[Stored items]
────────────────────
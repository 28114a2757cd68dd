use std::collections::HashMap;

use bytes::{Buf, BufMut, Bytes, BytesMut};

use crate::error::WireError;

/// Largest count a length prefix may carry.
const MAX_LENGTH: u64 = i32::MAX as u64;

/// A length prefix never needs more than five 7-bit groups.
const MAX_LENGTH_BYTES: usize = 5;

/// Append-only writer for the job wire format.
#[derive(Debug, Default)]
pub struct WireWriter {
    buf: BytesMut,
}

impl WireWriter {
    pub fn new() -> Self {
        Self::default()
    }

    pub fn write_string(&mut self, value: &str) {
        self.write_length(value.len());
        self.buf.put_slice(value.as_bytes());
    }

    pub fn write_bool(&mut self, value: bool) {
        self.buf.put_u8(u8::from(value));
    }

    pub fn write_u8(&mut self, value: u8) {
        self.buf.put_u8(value);
    }

    pub fn write_i32(&mut self, value: i32) {
        self.buf.put_i32_le(value);
    }

    /// One presence byte, then the value only if present.
    pub fn write_optional_i32(&mut self, value: Option<i32>) {
        match value {
            Some(v) => {
                self.buf.put_u8(1);
                self.buf.put_i32_le(v);
            }
            None => self.buf.put_u8(0),
        }
    }

    /// Write a non-negative count as 7-bit groups, low group first.
    pub fn write_length(&mut self, length: usize) {
        let mut value = length as u64;
        while value >= 0x80 {
            self.buf.put_u8((value as u8) | 0x80);
            value >>= 7;
        }
        self.buf.put_u8(value as u8);
    }

    pub fn write_string_map(&mut self, map: &HashMap<String, String>) {
        self.write_length(map.len());
        for (key, value) in map {
            self.write_string(key);
            self.write_string(value);
        }
    }

    pub fn write_string_list<S: AsRef<str>>(&mut self, items: &[S]) {
        self.write_length(items.len());
        for item in items {
            self.write_string(item.as_ref());
        }
    }

    /// Raw bytes with no prefix. Only valid as the last field of a frame.
    pub fn write_raw(&mut self, bytes: &[u8]) {
        self.buf.put_slice(bytes);
    }

    pub fn len(&self) -> usize {
        self.buf.len()
    }

    pub fn is_empty(&self) -> bool {
        self.buf.is_empty()
    }

    pub fn into_bytes(self) -> Bytes {
        self.buf.freeze()
    }
}

/// Cursor over a received payload.
///
/// Readers never require the payload to be fully consumed: newer peers may
/// append trailing fields that older readers skip.
#[derive(Debug)]
pub struct WireReader<'a> {
    buf: &'a [u8],
}

impl<'a> WireReader<'a> {
    pub fn new(buf: &'a [u8]) -> Self {
        Self { buf }
    }

    pub fn remaining(&self) -> usize {
        self.buf.len()
    }

    pub fn is_exhausted(&self) -> bool {
        self.buf.is_empty()
    }

    fn ensure(&self, needed: usize) -> Result<(), WireError> {
        if self.buf.len() < needed {
            return Err(WireError::Truncated {
                needed,
                remaining: self.buf.len(),
            });
        }
        Ok(())
    }

    pub fn read_u8(&mut self) -> Result<u8, WireError> {
        self.ensure(1)?;
        Ok(self.buf.get_u8())
    }

    /// Any non-zero byte reads as `true`.
    pub fn read_bool(&mut self) -> Result<bool, WireError> {
        Ok(self.read_u8()? != 0)
    }

    pub fn read_i32(&mut self) -> Result<i32, WireError> {
        self.ensure(4)?;
        Ok(self.buf.get_i32_le())
    }

    pub fn read_optional_i32(&mut self) -> Result<Option<i32>, WireError> {
        if self.read_u8()? == 0 {
            Ok(None)
        } else {
            self.read_i32().map(Some)
        }
    }

    pub fn read_length(&mut self) -> Result<usize, WireError> {
        let mut value: u64 = 0;
        for group in 0..MAX_LENGTH_BYTES {
            let byte = self.read_u8()?;
            value |= u64::from(byte & 0x7f) << (7 * group);
            if byte & 0x80 == 0 {
                if value > MAX_LENGTH {
                    return Err(WireError::LengthOverflow(value));
                }
                return Ok(value as usize);
            }
        }
        Err(WireError::LengthOverflow(value))
    }

    /// A collection count. Every element occupies at least one byte, so a
    /// count larger than what is left is rejected before allocating.
    pub fn read_count(&mut self) -> Result<usize, WireError> {
        let count = self.read_length()?;
        self.ensure(count)?;
        Ok(count)
    }

    pub fn read_string(&mut self) -> Result<String, WireError> {
        let len = self.read_length()?;
        self.ensure(len)?;
        let (head, tail) = self.buf.split_at(len);
        let value = std::str::from_utf8(head)
            .map_err(|_| WireError::InvalidUtf8)?
            .to_string();
        self.buf = tail;
        Ok(value)
    }

    /// Duplicate keys resolve last-write-wins.
    pub fn read_string_map(&mut self) -> Result<HashMap<String, String>, WireError> {
        let count = self.read_count()?;
        let mut map = HashMap::with_capacity(count);
        for _ in 0..count {
            let key = self.read_string()?;
            let value = self.read_string()?;
            map.insert(key, value);
        }
        Ok(map)
    }

    pub fn read_string_list(&mut self) -> Result<Vec<String>, WireError> {
        let count = self.read_count()?;
        let mut items = Vec::with_capacity(count);
        for _ in 0..count {
            items.push(self.read_string()?);
        }
        Ok(items)
    }

    /// Everything left in the payload.
    pub fn read_remaining(&mut self) -> &'a [u8] {
        std::mem::take(&mut self.buf)
    }
}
────────────────────
• Your assignment
Report how many lines of the entries above contain the word "tail", giving the number by itself.

• Answer below
2